The scale of the psychological journey he’s been on is, if not the Dakar Rally, something equally monumental. “I went from the couch to running the Boston Marathon of mental health in five years.”

EXERCISE YOUR DEMONS

That Günsberg uses exercise as a metaphor to talk about his mental health probably isn’t that surprising. Along with the forementioned pit crew of professional care and medication, training has been the other force behind his recovery.

Almost two-and-a-half years ago he appeared on our cover after doing a 12-week challenge he credits with helping him “manage the brain I was born with”. Two-and-a-half years on that remains the case, although he’s quick to add that he no longer boasts athlete-level body fat.

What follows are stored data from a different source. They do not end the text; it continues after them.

//! Paginated catalog download from data-starcloud.pcl.ac.cn.

use crate::catalog::{Catalog, CatalogEntry};
use crate::http::HttpClient;
use crate::source::{HeaderProfile, SourceId};
use crate::{Result, SourceError};
use serde::Deserialize;
use std::fmt;
use std::path::Path;
use std::str::FromStr;
use tracing::{debug, info, warn};

/// Directory listing endpoint; the directory id is appended.
pub const DIR_API_URL: &str = "https://data-starcloud.pcl.ac.cn/api/en/resource/3/dir";

/// Entries requested per page.
pub const PAGE_SIZE: u32 = 100;

/// A FROM_GLC product whose file list lives in the directory API.
#[derive(Debug, Clone, Copy, PartialEq, Eq)]
pub enum CatalogKind {
    /// Landsat scenes, spread over many directories listed in a dir-id file.
    FromGlc2010,
    /// 10° tiles.
    FromGlc2015,
    /// 2° tiles.
    FromGlc2017,
}

impl CatalogKind {
    /// All catalog-backed products.
    pub const ALL: [CatalogKind; 3] = [
        CatalogKind::FromGlc2010,
        CatalogKind::FromGlc2015,
        CatalogKind::FromGlc2017,
    ];

    /// Command-line name.
    pub const fn name(self) -> &'static str {
        match self {
            CatalogKind::FromGlc2010 => "from-glc-2010",
            CatalogKind::FromGlc2015 => "from-glc-2015",
            CatalogKind::FromGlc2017 => "from-glc-2017",
        }
    }

    /// Source whose resolver reads this catalog.
    pub const fn source(self) -> SourceId {
        match self {
            CatalogKind::FromGlc2010 => SourceId::FromGlc2010,
            CatalogKind::FromGlc2015 => SourceId::FromGlc2015,
            CatalogKind::FromGlc2017 => SourceId::FromGlc2017,
        }
    }

    /// Referer the API expects for this product.
    pub const fn referer(self) -> &'static str {
        match self {
            CatalogKind::FromGlc2010 => "https://data-starcloud.pcl.ac.cn/resource/4",
            CatalogKind::FromGlc2015 => "https://data-starcloud.pcl.ac.cn/resource/3",
            CatalogKind::FromGlc2017 => "https://data-starcloud.pcl.ac.cn/resource/1",
        }
    }

    /// Built-in directory id, for products stored in a single directory.
    pub const fn builtin_dir_id(self) -> Option<&'static str> {
        match self {
            CatalogKind::FromGlc2010 => None,
            CatalogKind::FromGlc2015 => Some("1714118541720240133"),
            CatalogKind::FromGlc2017 => Some("1714157507660038144"),
        }
    }
}

impl fmt::Display for CatalogKind {
    fn fmt(&self, f: &mut fmt::Formatter<'_>) -> fmt::Result {
        f.write_str(self.name())
    }
}

impl FromStr for CatalogKind {
    type Err = SourceError;

    fn from_str(s: &str) -> std::result::Result<Self, Self::Err> {
        let normalized = s.trim().replace('_', "-");
        CatalogKind::ALL
            .into_iter()
            .find(|kind| kind.name().eq_ignore_ascii_case(&normalized))
            .ok_or_else(|| SourceError::UnknownSource(s.to_string()))
    }
}

/// Read a JSON array of directory ids (strings or numbers).
pub fn load_dir_ids(path: &Path) -> Result<Vec<String>> {
    let text = std::fs::read_to_string(path)?;
    let values: Vec<serde_json::Value> = serde_json::from_str(&text)?;
    values
        .into_iter()
        .map(|value| match value {
            serde_json::Value::String(s) => Ok(s),
            serde_json::Value::Number(n) => Ok(n.to_string()),
            other => Err(SourceError::CatalogFormat {
                path: path.to_path_buf(),
                reason: format!("directory id must be a string or a number, got {other}"),
            }),
        })
        .collect()
}

#[derive(Debug, Deserialize)]
#[serde(rename_all = "camelCase")]
struct DirPage {
    success: bool,
    #[serde(default)]
    fail_reason: Option<String>,
    #[serde(default)]
    data: Option<DirPageData>,
}

#[derive(Debug, Deserialize)]
struct DirPageData {
    #[serde(default)]
    total: u64,
    #[serde(default)]
    list: Vec<CatalogEntry>,
}

/// Walks the paginated directory listing.
pub struct CatalogFetcher<'a> {
    client: &'a dyn HttpClient,
    page_size: u32,
}

impl<'a> CatalogFetcher<'a> {
    /// Create a fetcher using the default page size.
    pub fn new(client: &'a dyn HttpClient) -> Self {
        Self {
            client,
            page_size: PAGE_SIZE,
        }
    }

    /// Override the page size.
    pub fn with_page_size(mut self, page_size: u32) -> Self {
        self.page_size = page_size.max(1);
        self
    }

    /// Fetch every entry of the given directories.
    ///
    /// Never fails: a transport or decoding error stops the walk, is logged,
    /// and the entries collected so far are returned.
    pub fn fetch(&self, kind: CatalogKind, dir_ids: &[String]) -> Catalog {
        let mut entries = Vec::new();
        for dir_id in dir_ids {
            if let Err(e) = self.fetch_dir(kind, dir_id, &mut entries) {
                warn!(catalog = %kind, dir_id = %dir_id, error = %e, "catalog fetch stopped early");
                break;
            }
        }
        info!(catalog = %kind, entries = entries.len(), "catalog fetch finished");
        Catalog::new(entries)
    }

    fn fetch_dir(&self, kind: CatalogKind, dir_id: &str, entries: &mut Vec<CatalogEntry>) -> Result<()> {
        let profile = HeaderProfile::FromGlc;
        let mut headers: Vec<(&str, &str)> = profile.headers().to_vec();
        headers.push(("Referer", kind.referer()));
        headers.push(("Cookie", profile.cookie()));

        let mut page_num: u64 = 1;
        loop {
            let url = format!(
                "{DIR_API_URL}/{dir_id}?pageNum={page_num}&pageSize={}",
                self.page_size
            );
            let body = self.client.post_json(&url, &headers, r#"{"name": ""}"#)?;
            let page: DirPage = serde_json::from_slice(&body)?;

            if !page.success {
                warn!(
                    catalog = %kind,
                    reason = page.fail_reason.as_deref().unwrap_or("unknown"),
                    "catalog API reported failure"
                );
                return Ok(());
            }

            let Some(data) = page.data else {
                return Ok(());
            };
            debug!(catalog = %kind, page_num, total = data.total, "fetched catalog page");

            if data.list.is_empty() {
                return Ok(());
            }
            entries.extend(data.list);

            if page_num * u64::from(self.page_size) >= data.total {
                return Ok(());
            }
            page_num += 1;
        }
    }
}

#[cfg(test)]
mod tests {
    use super::*;
    use std::sync::Mutex;

    /// Serves canned responses in order and records the requested URLs.
    struct ScriptedClient {
        responses: Mutex<Vec<Result<Vec<u8>>>>,
        urls: Mutex<Vec<String>>,
    }

    impl ScriptedClient {
        fn new(responses: Vec<Result<Vec<u8>>>) -> Self {
            Self {
                responses: Mutex::new(responses.into_iter().rev().collect()),
                urls: Mutex::new(Vec::new()),
            }
        }
    }

    impl HttpClient for ScriptedClient {
        fn get(&self, _url: &str) -> Result<Vec<u8>> {
            unreachable!("catalog fetch only posts")
        }

        fn post_json(&self, url: &str, headers: &[(&str, &str)], json_body: &str) -> Result<Vec<u8>> {
            assert_eq!(json_body, r#"{"name": ""}"#);
            assert!(headers.iter().any(|(k, v)| *k == "Cookie" && *v == "i18n_redirected=en"));
            self.urls.lock().unwrap().push(url.to_string());
            self.responses.lock().unwrap().pop().unwrap_or_else(|| Ok(b"{}".to_vec()))
        }
    }

    fn page(total: u64, names: &[&str]) -> Result<Vec<u8>> {
        let list: Vec<_> = names
            .iter()
            .enumerate()
            .map(|(i, n)| serde_json::json!({"id": i, "name": n}))
            .collect();
        Ok(serde_json::json!({"success": true, "data": {"total": total, "list": list}})
            .to_string()
            .into_bytes())
    }

    #[test]
    fn test_stops_when_total_reached() {
        let client = ScriptedClient::new(vec![page(3, &["a", "b"]), page(3, &["c"])]);
        let catalog = CatalogFetcher::new(&client)
            .with_page_size(2)
            .fetch(CatalogKind::FromGlc2015, &["1714118541720240133".to_string()]);

        assert_eq!(catalog.len(), 3);
        let urls = client.urls.lock().unwrap();
        assert_eq!(urls.len(), 2);
        assert!(urls[1].ends_with("/1714118541720240133?pageNum=2&pageSize=2"));
    }

    #[test]
    fn test_failure_and_transport_error_keep_partial_results() {
        let failure = Ok(br#"{"success": false, "failReason": "busy", "data": null}"#.to_vec());
        let client = ScriptedClient::new(vec![page(10, &["a"]), failure]);
        let catalog = CatalogFetcher::new(&client)
            .with_page_size(1)
            .fetch(CatalogKind::FromGlc2017, &["d".to_string()]);
        assert_eq!(catalog.len(), 1);

        let broken = Err(SourceError::RemoteQueryFailed {
            service: "http",
            reason: "timeout".into(),
        });
        let client = ScriptedClient::new(vec![page(10, &["a", "b"]), broken]);
        let catalog = CatalogFetcher::new(&client)
            .with_page_size(2)
            .fetch(CatalogKind::FromGlc2017, &["d".to_string()]);
        assert_eq!(catalog.len(), 2);
    }

    #[test]
    fn test_empty_page_ends_directory() {
        let client = ScriptedClient::new(vec![page(500, &[]), page(1, &["x"])]);
        let catalog = CatalogFetcher::new(&client)
            .fetch(CatalogKind::FromGlc2010, &["d1".to_string(), "d2".to_string()]);
        assert_eq!(catalog.entries().len(), 1);
        assert_eq!(catalog.entries()[0].name, "x");
    }

    #[test]
    fn test_kind_names_and_dir_ids() {
        assert_eq!("from_glc_2015".parse::<CatalogKind>().unwrap(), CatalogKind::FromGlc2015);
        assert_eq!("FROM-GLC-2010".parse::<CatalogKind>().unwrap(), CatalogKind::FromGlc2010);
        assert!("from-glc-2020".parse::<CatalogKind>().is_err());

        let dir = tempfile::tempdir().unwrap();
        let path = dir.path().join("ids.json");
        std::fs::write(&path, r#"["1700", 1701]"#).unwrap();
        assert_eq!(load_dir_ids(&path).unwrap(), vec!["1700", "1701"]);
    }
}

“My body fat percentage hasn’t been that low since that day and that’s fine,” he says. Instead he’s added a little more muscle, while keeping up his cardio and conditioning work with Zwift cycling sessions and kettlebell workouts, plus a weekly 100-rep sandbag-burpee
session, interspersed with chin-ups. “In the words of my friend, Luke Heggie, ‘A chin-up bar will keep you honest’.”

As for the sandbag: “You can utterly smoke yourself with those things.” And smoking himself, he says, is exactly what his mind needs.

“I know that if I want to change my mood state from, ‘I feel a bit shit’ to ‘I feel better’, I need to release certain hormones – dopamine, serotonin, epinephrine and endorphin. To do that I need to train and, in particular, activate the bigger muscles in my body. It’s like a bowl of oranges. You’ve got to squeeze them to get the juice out. A couple of sets of dead-lifts and a few burpees with a sandbag? That’ll do it.”

You also need a high base level of exertion, he says, to trigger a physical transformation.

“If there’s one thing I learned from doing the cover, it’s that the hormone response to create the body composition shift did not start to happen until I went to a point where, at the end of a set, I had to lie down on the floor,” he says. “It’s just volume, dude. You’ve got to understand that when you think you’re gassed, that’s you at 60 per cent. You’ve got more. Your body won’t adapt unless you push it to
that point.”

Appropriately enough, Günsberg now comes full circle, comparing the ability to endure and adapt to being physically uncomfortable during exercise to being able to manage his anxiety around climate change. “You’ve just got to be willing to be with how uncomfortable it is but understand that if you’re willing to do that, you will adapt. I know my brain will eventually get better at it and slowly, slowly, slowly, I’ll get better at being able to deal with more of it.

But then you’ve got to increase the weight and that’s why you then have harder and harder conversations.” If we’re lucky, some of those will take place in the Pod Cave.